▸ WORK ORDER: Determine the count of lines in the data below that include the word "PointerDown", and give nothing besides it.

(Extracted data entries)
****************************************

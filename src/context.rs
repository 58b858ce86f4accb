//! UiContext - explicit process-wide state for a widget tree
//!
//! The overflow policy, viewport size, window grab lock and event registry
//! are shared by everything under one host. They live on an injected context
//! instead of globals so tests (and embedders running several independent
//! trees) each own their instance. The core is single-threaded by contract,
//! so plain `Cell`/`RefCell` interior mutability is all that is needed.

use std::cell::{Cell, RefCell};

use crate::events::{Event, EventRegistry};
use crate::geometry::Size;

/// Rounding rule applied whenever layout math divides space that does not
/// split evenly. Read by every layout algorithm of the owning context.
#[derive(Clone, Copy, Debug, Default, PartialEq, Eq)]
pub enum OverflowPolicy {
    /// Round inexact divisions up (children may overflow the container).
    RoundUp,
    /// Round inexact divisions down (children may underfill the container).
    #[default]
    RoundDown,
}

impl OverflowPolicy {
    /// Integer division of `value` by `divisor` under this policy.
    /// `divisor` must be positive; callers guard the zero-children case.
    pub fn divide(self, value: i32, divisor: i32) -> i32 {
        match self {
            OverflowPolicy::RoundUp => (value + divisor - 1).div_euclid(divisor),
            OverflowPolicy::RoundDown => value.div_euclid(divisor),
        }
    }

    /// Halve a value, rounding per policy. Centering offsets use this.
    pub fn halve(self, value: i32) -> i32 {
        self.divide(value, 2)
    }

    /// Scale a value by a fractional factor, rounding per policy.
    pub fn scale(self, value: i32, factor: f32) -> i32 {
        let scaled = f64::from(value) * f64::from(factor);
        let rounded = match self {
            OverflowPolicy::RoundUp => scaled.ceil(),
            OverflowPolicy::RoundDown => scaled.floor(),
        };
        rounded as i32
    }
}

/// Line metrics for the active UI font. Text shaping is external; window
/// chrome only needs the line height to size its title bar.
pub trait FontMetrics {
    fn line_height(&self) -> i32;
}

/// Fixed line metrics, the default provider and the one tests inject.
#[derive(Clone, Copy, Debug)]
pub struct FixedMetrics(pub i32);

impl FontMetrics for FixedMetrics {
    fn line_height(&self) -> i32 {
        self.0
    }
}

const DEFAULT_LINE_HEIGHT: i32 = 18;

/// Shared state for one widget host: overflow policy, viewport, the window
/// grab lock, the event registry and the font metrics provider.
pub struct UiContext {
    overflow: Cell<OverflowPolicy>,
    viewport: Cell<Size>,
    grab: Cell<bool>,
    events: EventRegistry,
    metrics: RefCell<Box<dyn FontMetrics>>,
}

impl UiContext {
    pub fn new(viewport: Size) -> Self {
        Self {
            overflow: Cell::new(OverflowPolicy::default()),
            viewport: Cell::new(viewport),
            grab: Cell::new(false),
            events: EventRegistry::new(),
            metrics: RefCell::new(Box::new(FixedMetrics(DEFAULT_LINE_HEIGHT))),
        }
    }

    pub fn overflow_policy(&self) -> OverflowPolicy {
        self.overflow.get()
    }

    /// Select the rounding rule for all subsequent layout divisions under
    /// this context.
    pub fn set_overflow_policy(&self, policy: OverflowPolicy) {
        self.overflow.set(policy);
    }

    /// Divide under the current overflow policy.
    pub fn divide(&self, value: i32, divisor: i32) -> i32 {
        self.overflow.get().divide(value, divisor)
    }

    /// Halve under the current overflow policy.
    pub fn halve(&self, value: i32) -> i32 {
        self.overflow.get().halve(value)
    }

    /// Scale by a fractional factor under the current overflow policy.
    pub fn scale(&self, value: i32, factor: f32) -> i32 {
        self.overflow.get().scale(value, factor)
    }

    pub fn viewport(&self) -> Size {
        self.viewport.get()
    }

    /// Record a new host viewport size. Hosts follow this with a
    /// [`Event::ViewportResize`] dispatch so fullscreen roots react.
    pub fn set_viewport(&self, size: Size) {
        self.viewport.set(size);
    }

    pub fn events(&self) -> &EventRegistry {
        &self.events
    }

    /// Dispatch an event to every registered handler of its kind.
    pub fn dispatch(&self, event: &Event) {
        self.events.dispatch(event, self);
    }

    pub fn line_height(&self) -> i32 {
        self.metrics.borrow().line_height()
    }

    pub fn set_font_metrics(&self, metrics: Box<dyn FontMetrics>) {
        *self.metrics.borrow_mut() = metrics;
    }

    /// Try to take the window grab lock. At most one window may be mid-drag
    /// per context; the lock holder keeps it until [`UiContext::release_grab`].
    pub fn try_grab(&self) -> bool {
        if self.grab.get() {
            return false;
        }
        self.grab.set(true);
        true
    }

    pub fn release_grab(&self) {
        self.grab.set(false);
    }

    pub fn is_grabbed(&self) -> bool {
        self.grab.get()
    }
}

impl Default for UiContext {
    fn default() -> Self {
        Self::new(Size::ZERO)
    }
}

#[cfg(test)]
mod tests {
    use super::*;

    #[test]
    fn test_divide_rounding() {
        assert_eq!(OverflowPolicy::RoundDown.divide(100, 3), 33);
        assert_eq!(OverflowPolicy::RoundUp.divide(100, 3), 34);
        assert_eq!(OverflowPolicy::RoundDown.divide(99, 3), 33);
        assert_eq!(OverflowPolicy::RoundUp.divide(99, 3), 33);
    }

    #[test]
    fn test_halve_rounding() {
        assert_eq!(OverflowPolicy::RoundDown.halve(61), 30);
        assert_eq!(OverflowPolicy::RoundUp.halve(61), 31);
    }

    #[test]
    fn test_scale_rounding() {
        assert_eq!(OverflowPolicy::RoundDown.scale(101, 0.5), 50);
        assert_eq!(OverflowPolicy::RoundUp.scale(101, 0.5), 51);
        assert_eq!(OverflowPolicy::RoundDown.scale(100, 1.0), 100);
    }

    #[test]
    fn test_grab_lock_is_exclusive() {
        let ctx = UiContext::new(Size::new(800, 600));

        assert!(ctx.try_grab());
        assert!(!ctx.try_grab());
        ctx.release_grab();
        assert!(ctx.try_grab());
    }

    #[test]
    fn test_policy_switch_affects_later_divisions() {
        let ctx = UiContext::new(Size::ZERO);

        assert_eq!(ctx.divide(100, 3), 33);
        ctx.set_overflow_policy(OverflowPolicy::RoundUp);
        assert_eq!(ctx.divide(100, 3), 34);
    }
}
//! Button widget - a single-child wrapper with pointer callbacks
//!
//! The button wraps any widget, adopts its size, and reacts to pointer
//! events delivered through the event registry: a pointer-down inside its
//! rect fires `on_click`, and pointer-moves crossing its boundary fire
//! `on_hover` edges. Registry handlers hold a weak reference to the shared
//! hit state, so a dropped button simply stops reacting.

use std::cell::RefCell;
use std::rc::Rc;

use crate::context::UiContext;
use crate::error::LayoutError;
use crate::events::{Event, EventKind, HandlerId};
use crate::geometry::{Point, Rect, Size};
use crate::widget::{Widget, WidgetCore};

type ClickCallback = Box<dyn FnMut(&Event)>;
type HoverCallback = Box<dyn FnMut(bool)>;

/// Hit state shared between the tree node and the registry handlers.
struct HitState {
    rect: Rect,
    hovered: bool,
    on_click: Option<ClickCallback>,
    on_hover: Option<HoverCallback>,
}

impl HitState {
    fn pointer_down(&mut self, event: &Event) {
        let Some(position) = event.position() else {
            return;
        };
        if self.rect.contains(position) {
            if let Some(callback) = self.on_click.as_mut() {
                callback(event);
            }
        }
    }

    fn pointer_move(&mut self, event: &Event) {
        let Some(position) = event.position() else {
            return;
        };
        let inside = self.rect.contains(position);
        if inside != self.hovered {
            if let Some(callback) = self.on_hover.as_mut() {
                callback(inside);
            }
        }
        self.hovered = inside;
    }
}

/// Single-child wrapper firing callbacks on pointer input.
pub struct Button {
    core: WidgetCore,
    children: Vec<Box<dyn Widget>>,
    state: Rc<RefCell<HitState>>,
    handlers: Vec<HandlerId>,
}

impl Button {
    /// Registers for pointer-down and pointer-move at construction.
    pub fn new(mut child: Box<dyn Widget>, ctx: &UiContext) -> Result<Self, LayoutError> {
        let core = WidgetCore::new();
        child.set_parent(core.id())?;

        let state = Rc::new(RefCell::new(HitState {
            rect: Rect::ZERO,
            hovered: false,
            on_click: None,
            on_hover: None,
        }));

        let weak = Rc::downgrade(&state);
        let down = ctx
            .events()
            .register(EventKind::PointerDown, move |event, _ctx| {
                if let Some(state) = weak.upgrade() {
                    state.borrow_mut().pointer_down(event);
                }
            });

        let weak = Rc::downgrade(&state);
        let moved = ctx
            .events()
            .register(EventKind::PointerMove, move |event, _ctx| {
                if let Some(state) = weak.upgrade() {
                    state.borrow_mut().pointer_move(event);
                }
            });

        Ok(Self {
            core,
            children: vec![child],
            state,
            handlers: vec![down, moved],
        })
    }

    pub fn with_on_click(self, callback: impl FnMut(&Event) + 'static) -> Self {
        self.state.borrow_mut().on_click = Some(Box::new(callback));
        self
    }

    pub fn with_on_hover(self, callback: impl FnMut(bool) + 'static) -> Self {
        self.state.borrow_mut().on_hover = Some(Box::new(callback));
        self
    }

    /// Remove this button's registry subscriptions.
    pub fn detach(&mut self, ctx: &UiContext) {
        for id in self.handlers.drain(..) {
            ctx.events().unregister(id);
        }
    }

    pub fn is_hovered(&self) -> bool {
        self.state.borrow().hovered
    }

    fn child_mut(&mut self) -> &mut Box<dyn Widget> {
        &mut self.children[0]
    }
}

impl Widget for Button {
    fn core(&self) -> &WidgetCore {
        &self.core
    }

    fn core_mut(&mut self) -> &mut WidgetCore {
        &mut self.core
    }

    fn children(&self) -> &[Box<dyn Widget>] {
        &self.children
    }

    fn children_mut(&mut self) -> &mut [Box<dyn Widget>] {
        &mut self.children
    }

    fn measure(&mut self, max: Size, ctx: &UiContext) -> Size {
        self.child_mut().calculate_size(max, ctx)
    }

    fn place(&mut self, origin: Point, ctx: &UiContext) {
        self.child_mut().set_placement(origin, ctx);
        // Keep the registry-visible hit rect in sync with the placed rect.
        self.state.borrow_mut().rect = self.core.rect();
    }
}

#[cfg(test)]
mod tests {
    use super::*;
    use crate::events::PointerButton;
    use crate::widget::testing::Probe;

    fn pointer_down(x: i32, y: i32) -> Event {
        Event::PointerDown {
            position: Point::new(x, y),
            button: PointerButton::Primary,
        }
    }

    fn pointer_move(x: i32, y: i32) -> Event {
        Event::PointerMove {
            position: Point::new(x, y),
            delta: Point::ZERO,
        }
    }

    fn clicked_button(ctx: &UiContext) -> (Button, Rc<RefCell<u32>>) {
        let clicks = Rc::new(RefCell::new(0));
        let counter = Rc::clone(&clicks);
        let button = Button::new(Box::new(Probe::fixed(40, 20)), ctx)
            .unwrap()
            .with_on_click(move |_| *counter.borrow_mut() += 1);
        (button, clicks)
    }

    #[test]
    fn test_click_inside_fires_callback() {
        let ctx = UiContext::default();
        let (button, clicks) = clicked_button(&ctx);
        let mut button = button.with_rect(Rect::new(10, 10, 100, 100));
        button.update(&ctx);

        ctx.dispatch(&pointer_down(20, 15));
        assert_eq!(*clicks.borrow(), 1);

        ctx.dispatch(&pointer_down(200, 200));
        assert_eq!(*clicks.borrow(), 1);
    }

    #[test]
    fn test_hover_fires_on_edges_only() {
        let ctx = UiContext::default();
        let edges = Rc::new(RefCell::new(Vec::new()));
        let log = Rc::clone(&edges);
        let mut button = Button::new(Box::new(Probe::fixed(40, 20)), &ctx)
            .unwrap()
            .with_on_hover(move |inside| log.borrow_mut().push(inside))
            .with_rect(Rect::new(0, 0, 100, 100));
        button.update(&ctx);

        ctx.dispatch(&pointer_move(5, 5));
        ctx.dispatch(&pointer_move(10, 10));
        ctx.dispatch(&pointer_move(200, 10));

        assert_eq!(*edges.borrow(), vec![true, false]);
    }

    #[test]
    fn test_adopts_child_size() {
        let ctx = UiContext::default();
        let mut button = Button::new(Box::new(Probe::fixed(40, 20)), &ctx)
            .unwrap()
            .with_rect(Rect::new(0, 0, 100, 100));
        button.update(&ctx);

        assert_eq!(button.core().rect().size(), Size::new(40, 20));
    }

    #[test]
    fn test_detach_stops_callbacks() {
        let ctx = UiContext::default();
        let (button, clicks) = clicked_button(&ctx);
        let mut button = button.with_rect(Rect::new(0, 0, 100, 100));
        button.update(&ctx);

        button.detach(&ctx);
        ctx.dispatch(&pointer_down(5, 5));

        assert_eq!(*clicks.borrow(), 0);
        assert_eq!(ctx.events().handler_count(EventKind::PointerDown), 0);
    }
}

****************************************

▸ REPLY TO THE EXERCISE: 3